Where the mind of men is without fear…

In order to plan for the future, we must consolidate the present by first understanding the past. The past is made up of things, events and people. Things and events can be found in nature: but many are man-made. Some are good, many are bad — but good or bad, it is in the mind of man that they start. Hence the necessity to develop good tendencies in one’s mind

There are degrees of development, and only a very few achieve that degree of superlative goodness which allows them to be positive and constructive all the time. This influences and is reflected in those who are lucky enough to associate with and to become inspired by these illumined minds, and who subsequently carry on the good work.

People who possess these illumined minds are not people in the ordinary sense for, from a young age, they start seeing things and events that lie beyond the immediate present, and they display talents and skills far beyond their known age.

For those who are born in another age, it should be a duty to find out and learn about such great saints, draw inspiration from their exemplary lives often lived in great sacrifice, and put into practice as much as possible of the lessons they have taught. Sri Aurobindo’s life and ideas set in motion the course of events that was to engage people in the ultimate liberation of India. But once having triggered the process, after an active involvement of only a few years, he quietly withdrew and became a centre of silent light diffusing quietly.

He spent the last 40 years of his life in the place he was ordered by an inner voice to go to Pondicherry in South India, where he was joined by the lady who was drawn to him by an invisible force to become his disciple and carry on his work after his death in 1950. She was Mirra Richard, a French national of Turkish origin, who after an initial stay joined the ashram with her husband Paul, never to leave Indian soil again, after the end of the First World War. Known at first as The Mother of Pondicherry, later she was addressed simply as The Mother.
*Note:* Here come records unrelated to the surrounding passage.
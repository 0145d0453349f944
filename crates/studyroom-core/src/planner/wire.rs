//! JSON request shape accepted at the API boundary.
//!
//! Callers send loosely-typed data (optional dates, any integer for hours);
//! [`ScheduleRequestPayload::resolve`] turns it into a [`ScheduleRequest`] or
//! reports the first field that cannot be used.

use chrono::{DateTime, NaiveDate};
use serde::{Deserialize, Serialize};

use super::{Difficulty, PreferredTime, ScheduleRequest, StudySubject, MAX_HOURS_PER_DAY, MIN_HOURS_PER_DAY};
use crate::error::ValidationError;

#[derive(Debug, Clone, PartialEq, Eq, Serialize, Deserialize)]
#[serde(rename_all = "camelCase")]
pub struct SubjectPayload {
    pub name: String,
    pub difficulty: Difficulty,
    #[serde(default)]
    pub exam_date: Option<String>,
}

#[derive(Debug, Clone, PartialEq, Eq, Serialize, Deserialize)]
#[serde(rename_all = "camelCase")]
pub struct ScheduleRequestPayload {
    #[serde(default)]
    pub subjects: Vec<SubjectPayload>,
    pub available_hours_per_day: i64,
    pub preferred_study_time: PreferredTime,
}

impl ScheduleRequestPayload {
    /// Resolve exam dates and check the hour budget.
    ///
    /// An empty subject list is left for [`super::plan`] to reject.
    pub fn resolve(&self) -> Result<ScheduleRequest, ValidationError> {
        let hours_per_day = u32::try_from(self.available_hours_per_day)
            .ok()
            .filter(|h| (MIN_HOURS_PER_DAY..=MAX_HOURS_PER_DAY).contains(h))
            .ok_or(ValidationError::HoursPerDayOutOfRange {
                value: self.available_hours_per_day,
            })?;

        let subjects = self
            .subjects
            .iter()
            .enumerate()
            .map(|(index, subject)| {
                let raw = subject
                    .exam_date
                    .as_deref()
                    .map(str::trim)
                    .filter(|s| !s.is_empty())
                    .ok_or_else(|| ValidationError::MissingExamDate {
                        index,
                        subject: subject.name.clone(),
                    })?;
                let exam_date = parse_exam_date(raw).ok_or_else(|| ValidationError::InvalidExamDate {
                    index,
                    subject: subject.name.clone(),
                    value: raw.to_string(),
                })?;
                Ok(StudySubject::new(subject.name.clone(), subject.difficulty, exam_date))
            })
            .collect::<Result<Vec<_>, ValidationError>>()?;

        Ok(ScheduleRequest {
            subjects,
            hours_per_day,
            preferred_time: self.preferred_study_time,
        })
    }
}

/// Parse `YYYY-MM-DD`, or take the date part of an RFC 3339 timestamp.
pub fn parse_exam_date(value: &str) -> Option<NaiveDate> {
    NaiveDate::parse_from_str(value, "%Y-%m-%d")
        .ok()
        .or_else(|| DateTime::parse_from_rfc3339(value).ok().map(|dt| dt.date_naive()))
}
pub mod config;
pub mod exam;
pub mod performance;
pub mod plan;
pub mod serve;
pub mod user;

use chrono::{Local, NaiveDate};
use studyroom_core::planner::wire::parse_exam_date;

/// clap value parser for `YYYY-MM-DD` dates.
pub fn parse_date(raw: &str) -> Result<NaiveDate, String> {
    parse_exam_date(raw).ok_or_else(|| format!("'{raw}' is not a YYYY-MM-DD date"))
}

/// Planning date: the explicit override or today's local date.
pub fn planning_date(explicit: Option<NaiveDate>) -> NaiveDate {
    explicit.unwrap_or_else(|| Local::now().date_naive())
}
Sri Aurobindo returned to India in 1893 after spending fourteen years in England, in Cambridge and London, from the age of seven. He had mastered several languages, including Greek, Latin and French, and he was a stickler for exactitude in word meanings. Because of the limitations and constraints that accompany translations, he took pains while translating from Sanskrit into English to go into etymology, and this is one of the strengths of his literary style. Dr David Frawley, of the American Institute of Vedic Studies, has expanded on this further in the introduction to his book “Wisdom of the Ancient Seers”.
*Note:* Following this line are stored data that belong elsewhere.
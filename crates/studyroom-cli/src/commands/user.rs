//! User management commands for CLI.

use clap::Subcommand;
use studyroom_core::{StudyDb, User};

#[derive(Subcommand)]
pub enum UserAction {
    /// Create a new user
    Create {
        /// Display name
        name: String,
        /// Contact email
        #[arg(long)]
        email: Option<String>,
    },
    /// List all users
    List,
}

pub fn run(action: UserAction) -> Result<(), Box<dyn std::error::Error>> {
    let db = StudyDb::open()?;

    match action {
        UserAction::Create { name, email } => {
            if name.trim().is_empty() {
                return Err("user name must not be empty".into());
            }
            let user = User::new(name.trim(), email);
            db.create_user(&user)?;
            println!("{}", serde_json::to_string_pretty(&user)?);
        }
        UserAction::List => {
            let users = db.list_users()?;
            println!("{}", serde_json::to_string_pretty(&users)?);
        }
    }
    Ok(())
}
Sri Aurobindo took care to underline that he was not a philosopher in the sense this word is understood, although we usually refer to his “philosophy”. It would be more appropriate to call this his vision – for he saw with an inner eye and heard within what he then tried to put into words coming from the mind. It is like trying to explain the sweetness of sugar by describing the physical and chemical properties of the sugar crystal. They are not the real thing – for this you have to taste the sugar, to undergo the actual experience. Hence for him mere philosophising was not enough: one had to translate philosophical values into actual practice, and this is what he undertook to do by showing the way both directly and through his writings which continued unabated.

His work has been gathered into 30 volumes, more continues to be written about him, and it would be impossible and pretentious to try even to do justice to him in such a few words. However, let us see what he said about philosophy.
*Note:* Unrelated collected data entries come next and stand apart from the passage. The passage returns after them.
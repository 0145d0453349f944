//! # Studyroom Core Library
//!
//! Business logic for the Studyroom study assistant. The CLI and the REST
//! backend are thin layers over this crate.
//!
//! ## Architecture
//!
//! - **Planner**: pure, deterministic day-by-day study schedule generator
//! - **Storage**: SQLite persistence for users, exams, plans and performance,
//!   plus TOML-based configuration
//! - **Service**: plan generation and performance tracking on top of storage
//!
//! ## Key Components
//!
//! - [`plan`]: the schedule generator
//! - [`StudyDb`]: study data persistence
//! - [`Config`]: application configuration management

pub mod error;
pub mod planner;
pub mod records;
pub mod service;
pub mod storage;

pub use error::{ConfigError, CoreError, DatabaseError, ValidationError};
pub use planner::{
    plan, DaySchedule, Difficulty, PreferredTime, ScheduleRequest, ScheduleRequestPayload, ScheduleResult,
    StudySubject, StudyTask, SubjectPayload,
};
pub use records::{Exam, PerformanceRecord, StudyPlan, SubjectSummary, User, WeakTopic};
pub use storage::{Config, StudyDb};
He wrote: “Philosophy is concerned with two things: the fundamental truth of existence, and the forms in which existence presents itself to experience.” He had demonstrated that the truth of existence is Spirit, and this led him to observe that “Spirit being the truth of existence, life can be only its manifestation; Spirit must be not only the origin of life but its basis, its pervading reality and its highest and total result.”

Sri Aurobindo followed through these ideas in his weekly magazine The Arya, explaining lengthily and showing how the psychological development of man based on spiritual values was important for his social advancement. He gave examples from the Vedas, reinterpreting their message for contemporary man. He cited the “Gita as a powerful application of truth of Spirit to the longest and most difficult part of the truth of life, to action, and a way which action can lead us to birth into the Spirit and can be harmonised with the spiritual life.”

Characteristically, Sri Aurobindo defined what was understood by “arya”. He wrote: “Intrinsically, in its most fundamental sense, Arya means an effort or an uprising and overcoming. The Aryan is he who strives and overcomes all outside him and within him that stands opposed to human advance. Self-conquest is the first law of his nature.”

What a far cry from the racial superiority and arrogance which Hitler gave to this term!

Charity begins at home, and perhaps it is time we conquered ourselves if we want to advance. Time for the true Aryas to arise, to rise and shine.